D’ailleurs, ce projet de loi de finances ne protège pas plus les collectivités que nos concitoyens contre la hausse de l’inflation.
La majorité – relative – du Président de la République avait l’occasion de tenir compte du scrutin législatif du mois de juin dernier, elle l’a manquée ! À l’Assemblée nationale, la succession des recours au 49.3 par le Gouvernement a conduit à défaire les résultats des votes intervenus afin d’établir un texte qui intègre 99 % des propositions de votre seule majorité !
Au Sénat, ensuite, vous avez fait le choix de ne pas retenir nos propositions ou si peu… Tout naturellement, l’échec de la commission mixte paritaire en témoigne – il était écrit d’avance, reconnaissons-le.

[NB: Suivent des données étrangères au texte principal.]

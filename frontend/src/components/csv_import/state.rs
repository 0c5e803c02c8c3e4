use common::model::csv::{ImportPreview, ImportResult};
use yew::NodeRef;

use super::messages::PreviewTab;

/// Where the import currently stands.
#[derive(Clone, Debug, PartialEq)]
pub enum Stage {
    SelectFile,
    Uploading,
    Preview(ImportPreview),
    /// The start request is in flight.
    Starting(ImportPreview),
    /// Carries the last reported percentage.
    Importing { job_id: String, progress: u32 },
    Done(ImportResult),
    Failed(String),
}

pub struct CsvImport {
    pub stage: Stage,
    pub tab: PreviewTab,
    pub file_input: NodeRef,
}

impl CsvImport {
    pub fn new() -> Self {
        Self {
            stage: Stage::SelectFile,
            tab: PreviewTab::Valid,
            file_input: NodeRef::default(),
        }
    }
}
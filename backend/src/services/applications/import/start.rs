//! `POST /api/applications/import/start`
//!
//! 1. The handler claims the upload, registers a `Pending` job and answers
//!    with its id at once. A second start for the same upload is refused
//!    with 409 while the first job runs.
//! 2. A Tokio task runs [`import_blocking`] under `spawn_blocking`. It reloads
//!    the stored upload and reruns stages 1 to 5, since the database may have
//!    changed since the preview.
//! 3. Each committed batch sends `InProgress(percent)` through the job
//!    channel.
//! 4. The final `Completed(ImportResult JSON)` or `Failed(message)` is written
//!    straight into the job map. The upload is removed either way.

use super::pipeline::{commit, prepare};
use super::store::SqliteImportStore;
use super::upload::{claim_upload, read_upload, release_upload};
use super::ImportError;
use crate::config::AppConfig;
use crate::job_controller::state::{JobUpdate, JobsState};
use crate::services::{connect, reply};
use actix_web::{web, Responder};
use common::jobs::{JobHandle, JobStatus};
use common::model::csv::ImportResult;
use common::requests::StartImportRequest;
use common::wizard::validation::current_year;
use log::{error, info};
use tokio::sync::mpsc;

pub async fn process(
    config: web::Data<AppConfig>,
    state: web::Data<JobsState>,
    payload: web::Json<StartImportRequest>,
) -> impl Responder {
    let result = schedule_import_job(&config, &state, payload.into_inner()).await;
    reply("Starting import", result.map(|job_id| JobHandle { job_id }))
}

/// Claims the upload, then hands it to a background job.
async fn schedule_import_job(
    config: &AppConfig,
    state: &JobsState,
    req: StartImportRequest,
) -> Result<String, ImportError> {
    claim_upload(&config.import, &req.upload_id)?;

    let job_id = state.register().await;
    info!("Import job {} started for upload {}", job_id, req.upload_id);

    let state = state.clone();
    let config = config.clone();
    let job_id_clone = job_id.clone();
    tokio::spawn(async move {
        let tx = state.tx.clone();
        let job_id_for_blocking = job_id_clone.clone();
        let handle = tokio::task::spawn_blocking(move || {
            import_blocking(tx, &job_id_for_blocking, &config, &req.upload_id)
        });

        let status = match handle.await {
            Ok(Ok(result)) => match serde_json::to_string(&result) {
                Ok(json) => JobStatus::Completed(json),
                Err(e) => JobStatus::Failed(format!("Could not encode import result: {}", e)),
            },
            Ok(Err(e)) => {
                error!("Import job {} failed: {}", job_id_clone, e);
                JobStatus::Failed(e.to_string())
            }
            Err(e) => JobStatus::Failed(format!("Task join error: {}", e)),
        };
        state.finish(job_id_clone, status).await;
    });

    Ok(job_id)
}

fn percent(done: usize, total: usize) -> u32 {
    if total == 0 {
        100
    } else {
        (done * 100 / total) as u32
    }
}

/// Runs the whole import on the current thread, reporting progress on `tx`,
/// and releases the upload once the outcome is known.
fn import_blocking(
    tx: mpsc::Sender<JobUpdate>,
    job_id: &str,
    config: &AppConfig,
    upload_id: &str,
) -> Result<ImportResult, ImportError> {
    let result = run_import(&tx, job_id, config, upload_id);
    release_upload(&config.import, upload_id);
    result
}

fn run_import(
    tx: &mpsc::Sender<JobUpdate>,
    job_id: &str,
    config: &AppConfig,
    upload_id: &str,
) -> Result<ImportResult, ImportError> {
    let text = read_upload(&config.import, upload_id)?;
    let _ = tx.blocking_send(JobUpdate::new(job_id, JobStatus::InProgress(0)));

    let mut conn = connect(config)?;
    let mut store = SqliteImportStore::new(&mut conn);
    let plan = prepare(&text, current_year(), &mut store)?;
    Ok(commit(&plan, &mut store, config.import_batch_size(), |done, total| {
        let _ = tx.blocking_send(JobUpdate::new(job_id, JobStatus::InProgress(percent(done, total))));
    }))
}

#[cfg(test)]
mod tests {
    use super::super::preview::tests::{multipart_request, seeded_config};
    use super::super::upload::upload_path;
    use super::*;
    use crate::db;
    use crate::job_controller::state::start_job_updater;
    use crate::services::applications::configure_routes;
    use actix_web::http::StatusCode;
    use actix_web::{test as actix_test, App};
    use common::model::application::ApplicationStatus;
    use common::model::csv::ImportPreview;
    use common::responses::ServiceResponse;
    use serde_json::json;
    use std::fs;
    use std::time::Duration;

    const CSV: &str = "scholarship_id,first_name,last_name,email,school,major\n\
                       s1,Ada,Lovelace,ada@example.com,Cambridge,Mathematics\n\
                       s1,Grace,Hopper,grace@example.com,Yale,Physics\n\
                       s1,Bad,Row,,Yale,Physics\n";

    #[test]
    fn percent_rounds_down_and_handles_empty_imports() {
        assert_eq!(percent(50, 120), 41);
        assert_eq!(percent(120, 120), 100);
        assert_eq!(percent(0, 0), 100);
    }

    #[actix_web::test]
    async fn unknown_upload_is_not_found() {
        let dir = tempfile::tempdir().unwrap();
        let config = seeded_config(dir.path());
        let (state, _rx) = JobsState::new();
        let app = actix_test::init_service(
            App::new()
                .app_data(web::Data::new(config))
                .app_data(web::Data::new(state))
                .service(configure_routes()),
        )
        .await;

        let req = actix_test::TestRequest::post()
            .uri("/api/applications/import/start")
            .set_json(json!({ "upload_id": "0123456789abcdef0123456789abcdef" }))
            .to_request();
        let resp = actix_test::call_service(&app, req).await;
        assert_eq!(resp.status(), StatusCode::NOT_FOUND);
    }

    #[actix_web::test]
    async fn preview_then_start_imports_valid_rows() {
        let dir = tempfile::tempdir().unwrap();
        let config = seeded_config(dir.path());
        let (state, rx) = JobsState::new();
        actix_web::rt::spawn(start_job_updater(state.clone(), rx));
        let app = actix_test::init_service(
            App::new()
                .app_data(web::Data::new(config.clone()))
                .app_data(web::Data::new(state))
                .service(configure_routes()),
        )
        .await;

        let req = multipart_request("/api/applications/import/preview", "applicants.csv", CSV).to_request();
        let preview: ServiceResponse<ImportPreview> = actix_test::call_and_read_body_json(&app, req).await;
        let upload_id = preview.data.unwrap().upload_id;

        let req = actix_test::TestRequest::post()
            .uri("/api/applications/import/start")
            .set_json(json!({ "upload_id": upload_id }))
            .to_request();
        let started: ServiceResponse<JobHandle> = actix_test::call_and_read_body_json(&app, req).await;
        let job_id = started.data.unwrap().job_id;

        // a second start either finds the upload claimed or already gone
        let req = actix_test::TestRequest::post()
            .uri("/api/applications/import/start")
            .set_json(json!({ "upload_id": upload_id }))
            .to_request();
        let resp = actix_test::call_service(&app, req).await;
        assert!(
            [StatusCode::CONFLICT, StatusCode::NOT_FOUND].contains(&resp.status()),
            "second start answered {}",
            resp.status()
        );

        let mut final_status = None;
        for _ in 0..100 {
            let req = actix_test::TestRequest::get()
                .uri(&format!("/api/applications/import/status/{}", job_id))
                .to_request();
            let body: ServiceResponse<JobStatus> = actix_test::call_and_read_body_json(&app, req).await;
            let status = body.data.unwrap();
            if status.is_finished() {
                final_status = Some(status);
                break;
            }
            actix_web::rt::time::sleep(Duration::from_millis(20)).await;
        }

        let json = match final_status {
            Some(JobStatus::Completed(json)) => json,
            other => panic!("import did not complete: {:?}", other),
        };
        let result: ImportResult = serde_json::from_str(&json).unwrap();
        assert!(result.success);
        assert_eq!(result.processed_count, 3);
        assert_eq!(result.success_count, 2);
        assert_eq!(result.error_count, 1);
        assert_eq!(result.errors[0].row, 4);

        let conn = db::open(&config.database.path).unwrap();
        let rows = db::applications::list(&conn, &Default::default()).unwrap();
        assert_eq!(rows.len(), 2);
        assert!(rows.iter().all(|a| a.status == ApplicationStatus::Submitted));
        assert!(rows.iter().all(|a| a.applicant_id.is_none()));
        assert!(upload_path(&config.import, &upload_id).is_err());
    }

    #[actix_web::test]
    async fn claimed_upload_cannot_be_started_again() {
        let dir = tempfile::tempdir().unwrap();
        let config = seeded_config(dir.path());
        let (state, _rx) = JobsState::new();
        let app = actix_test::init_service(
            App::new()
                .app_data(web::Data::new(config.clone()))
                .app_data(web::Data::new(state.clone()))
                .service(configure_routes()),
        )
        .await;

        let upload_id = "0123456789abcdef0123456789abcdef";
        fs::create_dir_all(&config.import.upload_dir).unwrap();
        fs::write(config.import.upload_dir.join(format!("{}.csv", upload_id)), CSV).unwrap();
        claim_upload(&config.import, upload_id).unwrap();

        let req = actix_test::TestRequest::post()
            .uri("/api/applications/import/start")
            .set_json(json!({ "upload_id": upload_id }))
            .to_request();
        let resp = actix_test::call_service(&app, req).await;
        assert_eq!(resp.status(), StatusCode::CONFLICT);
        assert!(state.jobs.read().await.is_empty());
    }

    #[test]
    fn failed_import_still_removes_the_upload() {
        let dir = tempfile::tempdir().unwrap();
        let config = seeded_config(dir.path());
        let (state, _rx) = JobsState::new();

        let upload_id = "fedcba9876543210fedcba9876543210";
        fs::create_dir_all(&config.import.upload_dir).unwrap();
        fs::write(config.import.upload_dir.join(format!("{}.csv", upload_id)), "  \n").unwrap();
        claim_upload(&config.import, upload_id).unwrap();

        let result = import_blocking(state.tx.clone(), "j1", &config, upload_id);
        assert!(matches!(result, Err(ImportError::Csv(_))));
        assert!(upload_path(&config.import, upload_id).is_err());
        assert!(claim_upload(&config.import, upload_id).is_err());
        assert_eq!(fs::read_dir(&config.import.upload_dir).unwrap().count(), 0);
    }
}
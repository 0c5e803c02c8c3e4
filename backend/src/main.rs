mod config;
mod db;
mod error;
mod job_controller;
mod services;

use crate::config::AppConfig;
use crate::job_controller::state::JobsState;
use crate::services::notifications::{LogMailer, Notifier};
use actix_web::{web, App, HttpRequest, HttpResponse, HttpServer};
use env_logger::Env;
use include_dir::{include_dir, Dir};
use log::info;
use mime_guess::from_path;
use std::io;
use std::sync::Arc;
use std::thread;
use std::time::Duration;

static STATIC_DIR: Dir = include_dir!("$CARGO_MANIFEST_DIR/static/dist");

async fn serve_embedded(req: HttpRequest) -> HttpResponse {
    let path = req.path().trim_start_matches('/');
    let file_path = if path.is_empty() { "index.html" } else { path };

    match STATIC_DIR.get_file(file_path) {
        Some(file) => {
            let mime = from_path(file_path).first_or_octet_stream();
            HttpResponse::Ok()
                .content_type(mime.as_ref())
                .body(file.contents().to_vec())
        }
        None => match STATIC_DIR.get_file("index.html") {
            Some(index) => HttpResponse::Ok()
                .content_type("text/html; charset=utf-8")
                .body(index.contents().to_vec()),
            None => HttpResponse::NotFound().body("Not Found"),
        },
    }
}

#[actix_web::main]
async fn main() -> io::Result<()> {
    env_logger::init_from_env(Env::default().default_filter_or("info"));

    let config = AppConfig::load().map_err(|e| io::Error::new(io::ErrorKind::InvalidInput, e))?;
    let url = config.url();

    let conn = db::open(&config.database.path).map_err(io::Error::other)?;
    db::init_schema(&conn).map_err(io::Error::other)?;
    drop(conn);
    info!("Database ready at {}", config.database.path.display());

    if config.server.open_browser {
        let url_clone = url.clone();
        thread::spawn(move || {
            thread::sleep(Duration::from_millis(500));
            let _ = webbrowser::open(&url_clone);
        });
    }

    let (jobs_state, rx) = JobsState::new();
    let updater_state = jobs_state.clone();
    tokio::spawn(async move {
        job_controller::state::start_job_updater(updater_state, rx).await;
    });

    let notifier = Notifier::new(config.notifications.clone(), Arc::new(LogMailer));

    info!("Server running at {}", url);

    let bind = (config.server.host.clone(), config.server.port);
    let json_limit = config.server.max_json_payload;
    HttpServer::new(move || {
        App::new()
            .app_data(web::JsonConfig::default().limit(json_limit))
            .app_data(web::Data::new(config.clone()))
            .app_data(web::Data::new(jobs_state.clone()))
            .app_data(web::Data::new(notifier.clone()))
            .service(services::scholarships::configure_routes())
            .service(services::applications::configure_routes())
            .default_service(web::route().to(serve_embedded))
    })
        .bind(bind)?
        .run()
        .await
}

Nous avons donc désormais une version finalisée du texte – nous attendons l’analyse vigilante du Conseil constitutionnel –, sur laquelle nous pouvons nous prononcer. Disons-le d’emblée : le groupe Socialiste, Écologiste et Républicain votera contre.
S’agissant des recettes, notre groupe a tenté – en vain, il faut bien l’admettre – de rééquilibrer ce budget et, plus particulièrement, de proposer une fiscalité plus juste, plus équitable et plus adaptée aux activités économiques et sociales actuelles. Nos propositions de bon sens en matière de justice sociale ont tout simplement été balayées, tant par la majorité sénatoriale que par le Gouvernement.
Mes chers collègues qui siégez sur les travées de droite, pour le dire sans ambages, alors que l’urgence sociale est indéniable, en matière de recettes, vous partagez avec le Gouvernement exactement la même vision et défendez les mêmes propositions libérales.
Pourtant, si, face à l’inflation galopante, la fraternité devrait être le maître-mot de l’action publique, vous tous avez fait le choix de vous obstiner en poursuivant sur la voie du libéralisme : rejet du rétablissement de l’impôt de solidarité sur la fortune (ISF) et de l’instauration de la taxation sur les superprofits, réticence à verdir la fiscalité… Où est passée la recherche du consensus et du compromis avec l’ensemble des forces républicaines ?
Il en est de même pour les dépenses. En dépit de la mise en échec systématique de nos dispositions en matière de recettes, qui vous aurait donné des marges budgétaires supplémentaires, nous avons tenu à vous faire de nouvelles propositions. Malheureusement, force est de constater que le maintien des services publics dans les territoires, notamment ruraux, n’était pas votre priorité : hôpitaux, écoles, bureaux de poste… rien de tout cela n’était au cœur de ce budget, nous le déplorons !
Votre indifférence à l’égard du terrain s’illustre aussi par le sort réservé aux collectivités territoriales : toutes alertent sur leurs difficultés de financement – elles subissent les mêmes crises que nous… Pourtant, monsieur le ministre, vous avez fait fi de l’adoption par le Sénat de la proposition socialiste d’indexer la dotation globale de fonctionnement sur l’inflation. Je ne peux pas non plus passer sous silence votre entêtement à vouloir supprimer la CVAE, pourtant sauvée, si je puis dire, par le Sénat grâce à une proposition venue de la gauche !
Finalement, vous aurez réussi l’exploit de présenter une copie qui ne satisfera aucun élu local ni aucune association représentative de ces derniers. Soulignons-le !
Dans un contexte marqué par une inflation importante, la sortie de la crise sanitaire, la guerre aux portes de l’Europe, notre pays a, je pense, besoin d’un État fort. Au contraire, votre politique est fondée sur deux principes clairs : le désarmement fiscal en matière de recettes et la contraction des interventions de l’État en matière de dépenses.
Monsieur le ministre, somme toute, si votre gouvernement prétend incarner une forme de modernité en renouvelant les modes d’exercice du pouvoir, la réalité est tout autre ! Vous défendez une politique libérale – je partage le constat dressé par Éric Bocquet –, pour ne pas dire ultralibérale ; c’est aux antipodes des besoins de notre pays et de notre population !
Pour toutes ces raisons, nous ne pouvons que nous opposer à ce projet de loi de finances pour 2023.